[Stored data entries]
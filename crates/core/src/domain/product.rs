use std::collections::BTreeSet;
use std::fmt;

use rust_decimal::Decimal;
use serde::{Deserialize, Serialize};

#[derive(Clone, Copy, Debug, PartialEq, Eq, PartialOrd, Ord, Hash, Serialize, Deserialize)]
#[serde(transparent)]
pub struct ProductId(pub u32);

impl fmt::Display for ProductId {
    fn fmt(&self, f: &mut fmt::Formatter<'_>) -> fmt::Result {
        write!(f, "{}", self.0)
    }
}

#[derive(Clone, Debug, PartialEq, Serialize, Deserialize)]
pub struct Product {
    pub id: ProductId,
    pub name: String,
    pub description: String,
    pub price: Decimal,
    pub category: String,
    pub tags: BTreeSet<String>,
    pub related_categories: BTreeSet<String>,
    pub stock: u32,
    /// Average review rating in `[0, 5]`.
    pub rating: f64,
    pub reviews: u32,
    pub featured: bool,
}

impl Product {
    pub fn in_stock(&self) -> bool {
        self.stock > 0
    }

    /// Case-insensitive substring match on name or description.
    pub fn matches_term(&self, term: &str) -> bool {
        let needle = term.trim().to_lowercase();
        if needle.is_empty() {
            return true;
        }

        self.name.to_lowercase().contains(&needle)
            || self.description.to_lowercase().contains(&needle)
    }
}

#[cfg(test)]
mod tests {
    use std::collections::BTreeSet;

    use rust_decimal::Decimal;

    use super::{Product, ProductId};

    fn lamp() -> Product {
        Product {
            id: ProductId(10),
            name: "LED Desk Lamp".to_string(),
            description: "Adjustable LED desk lamp with multiple brightness levels".to_string(),
            price: Decimal::new(5999, 2),
            category: "home".to_string(),
            tags: BTreeSet::from(["led".to_string(), "desk".to_string()]),
            related_categories: BTreeSet::from(["home".to_string()]),
            stock: 0,
            rating: 4.4,
            reviews: 67,
            featured: false,
        }
    }

    #[test]
    fn test_term_matching_ignores_case_and_checks_description() {
        let product = lamp();

        assert!(product.matches_term("desk"));
        assert!(product.matches_term("BRIGHTNESS"));
        assert!(product.matches_term("  "));
        assert!(!product.matches_term("coffee"));
    }

    #[test]
    fn test_zero_stock_is_not_in_stock() {
        assert!(!lamp().in_stock());
    }

    #[test]
    fn test_product_id_serializes_as_plain_integer() {
        let json = serde_json::to_string(&ProductId(4)).expect("serialize id");
        assert_eq!(json, "4");
    }
}
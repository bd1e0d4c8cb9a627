use rust_decimal::Decimal;
use serde::Serialize;
use storefront_core::recommendations::{Recommendation, RecommendationType};
use storefront_core::config::AppConfig;
use storefront_core::{ProductId, Session};

use crate::commands::CommandResult;

#[derive(Debug, Serialize)]
pub(crate) struct RecommendationRow {
    product_id: ProductId,
    product_name: String,
    price: Decimal,
    confidence: f64,
    #[serde(rename = "match")]
    match_percentage: String,
    reason: String,
    #[serde(rename = "type")]
    kind: RecommendationType,
}

impl From<&Recommendation> for RecommendationRow {
    fn from(recommendation: &Recommendation) -> Self {
        Self {
            product_id: recommendation.product_id,
            product_name: recommendation.product_name.clone(),
            price: recommendation.price,
            confidence: recommendation.confidence,
            match_percentage: recommendation.display_percentage(),
            reason: recommendation.reason.clone(),
            kind: recommendation.kind,
        }
    }
}

#[derive(Debug, Serialize)]
struct RecommendOutput {
    session_id: String,
    recommendations: Vec<RecommendationRow>,
}

pub fn run(config: &AppConfig) -> CommandResult {
    let mut session = Session::demo(config);
    let recommendations: Vec<RecommendationRow> =
        session.recommendations().iter().map(RecommendationRow::from).collect();

    let message = format!("{} recommendations for the demo shopper", recommendations.len());
    let output = RecommendOutput { session_id: session.id().to_string(), recommendations };
    CommandResult::success_with("recommend", message, &output)
}
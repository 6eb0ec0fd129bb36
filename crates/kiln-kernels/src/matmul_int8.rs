//! Quantized matrix multiplication: int8 × int8 → int32, N×N row-major.
//!
//! Each product is bounded by `127 * 127 = 16129`, so an `i32` accumulator
//! holds any reduction of length `N <= MAX_INT8_REDUCTION`. The kernel does
//! not check that bound; the typed interface does.
//!
//! The scales of the operands are not needed here. Dividing the result by
//! `scale_a * scale_b` recovers approximate float values (see
//! [`QuantScale::dequantize_product`](crate::QuantScale::dequantize_product)).

use crate::strategy::Strategy;
use crate::LANES;

/// Longest reduction that cannot overflow an `i32` accumulator when every
/// operand lies in `[-127, 127]`.
pub const MAX_INT8_REDUCTION: usize = (i32::MAX / (127 * 127)) as usize;

/// qC[i][j] = Σ_k qA[i][k] * qB[k][j]
///
/// `a` and `b` hold `n * n` int8 values, `c` holds `n * n` int32 values and is
/// overwritten.
pub fn matmul_int8(a: &[i8], b: &[i8], c: &mut [i32], n: usize, strategy: Strategy) {
    let len = n * n;
    debug_assert_eq!(a.len(), len, "matmul_int8: A is not {n}x{n}");
    debug_assert_eq!(b.len(), len, "matmul_int8: B is not {n}x{n}");
    debug_assert_eq!(c.len(), len, "matmul_int8: C is not {n}x{n}");
    debug_assert!(n <= MAX_INT8_REDUCTION, "matmul_int8: N={n} may overflow i32");

    let (a, b, c) = (&a[..len], &b[..len], &mut c[..len]);
    c.fill(0);

    match strategy {
        Strategy::Scalar => matmul_int8_scalar(a, b, c, n),
        Strategy::Vectorized => matmul_int8_vectorized(a, b, c, n),
    }
}

/// A-stationary i-k-j loop: broadcast `A[i][k]`, stream row `k` of B into
/// row `i` of C.
fn matmul_int8_scalar(a: &[i8], b: &[i8], c: &mut [i32], n: usize) {
    for i in 0..n {
        let c_row = &mut c[i * n..(i + 1) * n];
        for k in 0..n {
            let a_val = a[i * n + k] as i32;
            let b_row = &b[k * n..(k + 1) * n];
            for (cv, &bv) in c_row.iter_mut().zip(b_row) {
                *cv += a_val * bv as i32;
            }
        }
    }
}

fn matmul_int8_vectorized(a: &[i8], b: &[i8], c: &mut [i32], n: usize) {
    #[cfg(target_arch = "x86_64")]
    {
        if crate::simd::SimdCapability::detect().avx2 {
            // Safety: AVX2 support checked above
            unsafe { matmul_int8_avx2(a, b, c, n) };
            return;
        }
    }

    matmul_int8_lanes(a, b, c, n);
}

fn matmul_int8_lanes(a: &[i8], b: &[i8], c: &mut [i32], n: usize) {
    let mut widened = [0i32; LANES];
    for i in 0..n {
        let c_row = &mut c[i * n..(i + 1) * n];
        for k in 0..n {
            let a_val = a[i * n + k] as i32;
            let b_row = &b[k * n..(k + 1) * n];

            let mut c_chunks = c_row.chunks_exact_mut(LANES);
            let mut b_chunks = b_row.chunks_exact(LANES);
            for (cs, bs) in (&mut c_chunks).zip(&mut b_chunks) {
                for (w, &bv) in widened.iter_mut().zip(bs) {
                    *w = bv as i32;
                }
                for (cv, &w) in cs.iter_mut().zip(widened.iter()) {
                    *cv += a_val * w;
                }
            }
            for (cv, &bv) in c_chunks.into_remainder().iter_mut().zip(b_chunks.remainder()) {
                *cv += a_val * bv as i32;
            }
        }
    }
}

/// AVX2 int8 matmul. Eight int8 values of a B row are sign-extended to int32
/// lanes, multiplied by the broadcast A value and added to eight C
/// accumulators. Integer arithmetic, so the result equals the scalar one.
#[cfg(target_arch = "x86_64")]
#[target_feature(enable = "avx2")]
unsafe fn matmul_int8_avx2(a: &[i8], b: &[i8], c: &mut [i32], n: usize) {
    use std::arch::x86_64::*;

    for i in 0..n {
        let c_row = &mut c[i * n..(i + 1) * n];
        for k in 0..n {
            let a_scalar = a[i * n + k] as i32;
            let a_val = _mm256_set1_epi32(a_scalar);
            let b_row = &b[k * n..(k + 1) * n];

            let mut j = 0;
            while j + LANES <= n {
                let b8 = _mm_loadl_epi64(b_row.as_ptr().add(j) as *const __m128i);
                let b32 = _mm256_cvtepi8_epi32(b8);
                let c_ptr = c_row.as_mut_ptr().add(j) as *mut __m256i;
                let acc = _mm256_loadu_si256(c_ptr);
                _mm256_storeu_si256(c_ptr, _mm256_add_epi32(acc, _mm256_mullo_epi32(a_val, b32)));
                j += LANES;
            }

            // Scalar tail
            while j < n {
                c_row[j] += a_scalar * b_row[j] as i32;
                j += 1;
            }
        }
    }
}
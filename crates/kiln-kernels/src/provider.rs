//! Typed kernel interface.
//!
//! [`KernelLibrary`] has one method per kernel over safe slices. Arguments are
//! validated (lengths, matrix size, scale, int8 reduction length) before the
//! kernel runs, so the raw kernels' preconditions always hold behind it.
//!
//! Providers are constructed explicitly and passed by reference:
//!
//! ```
//! use kiln_kernels::{KernelLibrary, NativeKernels, Strategy};
//!
//! let kernels = NativeKernels::init();
//! let mut data = [-1.0f32, 0.0, 1.0];
//! kernels.relu(&mut data, Strategy::Vectorized).unwrap();
//! assert_eq!(data, [0.0, 0.0, 1.0]);
//! ```

use crate::error::{KernelError, Result};
use crate::quantize::{QuantScale, QuantizedTensor};
use crate::simd::SimdCapability;
use crate::strategy::Strategy;
use crate::{activation, matmul, matmul_int8, quantize, softmax, MAX_INT8_REDUCTION};

/// One capability per kernel, grouped behind a single interface.
pub trait KernelLibrary {
    /// Short provider description for logs and reports.
    fn name(&self) -> &str;

    /// ReLU in place.
    fn relu(&self, data: &mut [f32], strategy: Strategy) -> Result<()>;

    /// GELU (tanh approximation) in place.
    fn gelu(&self, data: &mut [f32], strategy: Strategy) -> Result<()>;

    /// Stable softmax of `input` into `output`.
    fn softmax(&self, input: &[f32], output: &mut [f32], strategy: Strategy) -> Result<()>;

    /// `c = a @ b` for N×N row-major matrices.
    fn matmul_f32(&self, a: &[f32], b: &[f32], c: &mut [f32], n: usize, strategy: Strategy) -> Result<()>;

    /// Symmetric int8 quantization of `input` into `output`.
    fn quantize(&self, input: &[f32], output: &mut [i8], scale: QuantScale, strategy: Strategy) -> Result<()>;

    /// `c = a @ b` for N×N int8 matrices with int32 accumulation.
    fn matmul_int8(&self, a: &[i8], b: &[i8], c: &mut [i32], n: usize, strategy: Strategy) -> Result<()>;

    /// Quantize into `output` and return it paired with its scale.
    fn quantize_tensor<'a>(
        &self,
        input: &[f32],
        output: &'a mut [i8],
        scale: QuantScale,
        strategy: Strategy,
    ) -> Result<QuantizedTensor<'a>> {
        self.quantize(input, output, scale, strategy)?;
        Ok(QuantizedTensor::new(output, scale))
    }

    /// Int8 matmul of two quantized tensors. Returns the factor
    /// `scale_a * scale_b` that `c` must be divided by to dequantize.
    fn matmul_quantized(
        &self,
        a: &QuantizedTensor<'_>,
        b: &QuantizedTensor<'_>,
        c: &mut [i32],
        n: usize,
        strategy: Strategy,
    ) -> Result<f32> {
        self.matmul_int8(a.data(), b.data(), c, n, strategy)?;
        Ok(a.scale().get() * b.scale().get())
    }
}

pub(crate) fn check_same_len(kernel: &'static str, expected: usize, got: usize) -> Result<()> {
    if expected == got {
        Ok(())
    } else {
        Err(KernelError::LengthMismatch { kernel, expected, got })
    }
}

pub(crate) fn check_square(kernel: &'static str, n: usize, lens: &[usize]) -> Result<()> {
    let expected = n.checked_mul(n);
    for &len in lens {
        if expected != Some(len) {
            return Err(KernelError::NotSquare { kernel, n, len });
        }
    }
    Ok(())
}

pub(crate) fn check_reduction(n: usize) -> Result<()> {
    if n <= MAX_INT8_REDUCTION {
        Ok(())
    } else {
        Err(KernelError::ReductionTooLong { n, max: MAX_INT8_REDUCTION })
    }
}

/// In-process kernels.
///
/// `init` reads the CPU features once; there is nothing to tear down, dropping the
/// value is enough.
#[derive(Debug, Clone, Copy)]
pub struct NativeKernels {
    simd: SimdCapability,
}

impl NativeKernels {
    pub fn init() -> Self {
        let simd = *SimdCapability::detect();
        tracing::info!(
            tier = simd.best_tier(),
            avx2 = simd.avx2,
            fma = simd.fma,
            neon = simd.neon,
            "native kernels initialized"
        );
        NativeKernels { simd }
    }

    /// CPU features seen at `init`.
    pub fn simd(&self) -> &SimdCapability {
        &self.simd
    }
}

impl KernelLibrary for NativeKernels {
    fn name(&self) -> &str {
        "native"
    }

    fn relu(&self, data: &mut [f32], strategy: Strategy) -> Result<()> {
        activation::relu(data, strategy);
        Ok(())
    }

    fn gelu(&self, data: &mut [f32], strategy: Strategy) -> Result<()> {
        activation::gelu(data, strategy);
        Ok(())
    }

    fn softmax(&self, input: &[f32], output: &mut [f32], strategy: Strategy) -> Result<()> {
        check_same_len("softmax", input.len(), output.len())?;
        softmax::softmax(input, output, strategy);
        Ok(())
    }

    fn matmul_f32(&self, a: &[f32], b: &[f32], c: &mut [f32], n: usize, strategy: Strategy) -> Result<()> {
        check_square("matmul_f32", n, &[a.len(), b.len(), c.len()])?;
        matmul::matmul_f32(a, b, c, n, strategy);
        Ok(())
    }

    fn quantize(&self, input: &[f32], output: &mut [i8], scale: QuantScale, strategy: Strategy) -> Result<()> {
        check_same_len("quantize", input.len(), output.len())?;
        quantize::quantize(input, output, scale.get(), strategy);
        Ok(())
    }

    fn matmul_int8(&self, a: &[i8], b: &[i8], c: &mut [i32], n: usize, strategy: Strategy) -> Result<()> {
        check_reduction(n)?;
        check_square("matmul_int8", n, &[a.len(), b.len(), c.len()])?;
        matmul_int8::matmul_int8(a, b, c, n, strategy);
        Ok(())
    }
}

#[cfg(test)]
mod tests {
    use super::*;

    #[test]
    fn test_native_validation() {
        let k = NativeKernels::init();

        let mut out = [0.0f32; 2];
        assert_eq!(
            k.softmax(&[1.0, 2.0, 3.0], &mut out, Strategy::Scalar),
            Err(KernelError::LengthMismatch { kernel: "softmax", expected: 3, got: 2 })
        );

        let mut c = [0.0f32; 4];
        assert_eq!(
            k.matmul_f32(&[1.0; 4], &[1.0; 3], &mut c, 2, Strategy::Vectorized),
            Err(KernelError::NotSquare { kernel: "matmul_f32", n: 2, len: 3 })
        );

        let mut q = [0i8; 1];
        let scale = QuantScale::new(1.0).unwrap();
        assert!(matches!(
            k.quantize(&[1.0, 2.0], &mut q, scale, Strategy::Scalar),
            Err(KernelError::LengthMismatch { kernel: "quantize", .. })
        ));

        let mut ci = [0i32; 0];
        let n = MAX_INT8_REDUCTION + 1;
        assert_eq!(
            k.matmul_int8(&[], &[], &mut ci, n, Strategy::Scalar),
            Err(KernelError::ReductionTooLong { n, max: MAX_INT8_REDUCTION })
        );
    }

    #[test]
    fn test_check_square_overflow() {
        assert!(check_square("m", usize::MAX, &[0]).is_err());
        assert!(check_square("m", 3, &[9, 9, 9]).is_ok());
    }

    #[test]
    fn test_quantized_pipeline() {
        let k = NativeKernels::init();
        let sa = QuantScale::new(127.0).unwrap();
        let sb = QuantScale::new(63.5).unwrap();

        let a = [1.0f32, 0.0, 0.0, 1.0];
        let b = [0.5f32, -0.5, 1.0, 0.25];

        let mut qa = [0i8; 4];
        let mut qb = [0i8; 4];
        let ta = k.quantize_tensor(&a, &mut qa, sa, Strategy::Vectorized).unwrap();
        let tb = k.quantize_tensor(&b, &mut qb, sb, Strategy::Vectorized).unwrap();
        assert_eq!(ta.data(), &[127, 0, 0, 127]);
        assert_eq!(tb.scale(), sb);

        let mut c = [0i32; 4];
        let factor = k.matmul_quantized(&ta, &tb, &mut c, 2, Strategy::Vectorized).unwrap();
        assert_eq!(factor, 127.0 * 63.5);

        for (acc, expected) in c.iter().zip(b.iter()) {
            let approx = *acc as f32 / factor;
            assert!((approx - expected).abs() < 0.01, "{} vs {}", approx, expected);
        }
    }

    #[test]
    fn test_provider_as_trait_object() {
        let native = NativeKernels::init();
        let lib: &dyn KernelLibrary = &native;
        assert_eq!(lib.name(), "native");

        let mut data = [-2.0f32, 3.0];
        lib.relu(&mut data, Strategy::Scalar).unwrap();
        assert_eq!(data, [0.0, 3.0]);
    }
}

## TASK DETAILS
Retype exactly the lines above, from the one with "let mut qb = [0i8; 4];" through the one with "let mut c = [0i32; 4];", inclusive.

## COMPLETED EXERCISE
        let mut qb = [0i8; 4];
        let ta = k.quantize_tensor(&a, &mut qa, sa, Strategy::Vectorized).unwrap();
        let tb = k.quantize_tensor(&b, &mut qb, sb, Strategy::Vectorized).unwrap();
        assert_eq!(ta.data(), &[127, 0, 0, 127]);
        assert_eq!(tb.scale(), sb);

        let mut c = [0i32; 4];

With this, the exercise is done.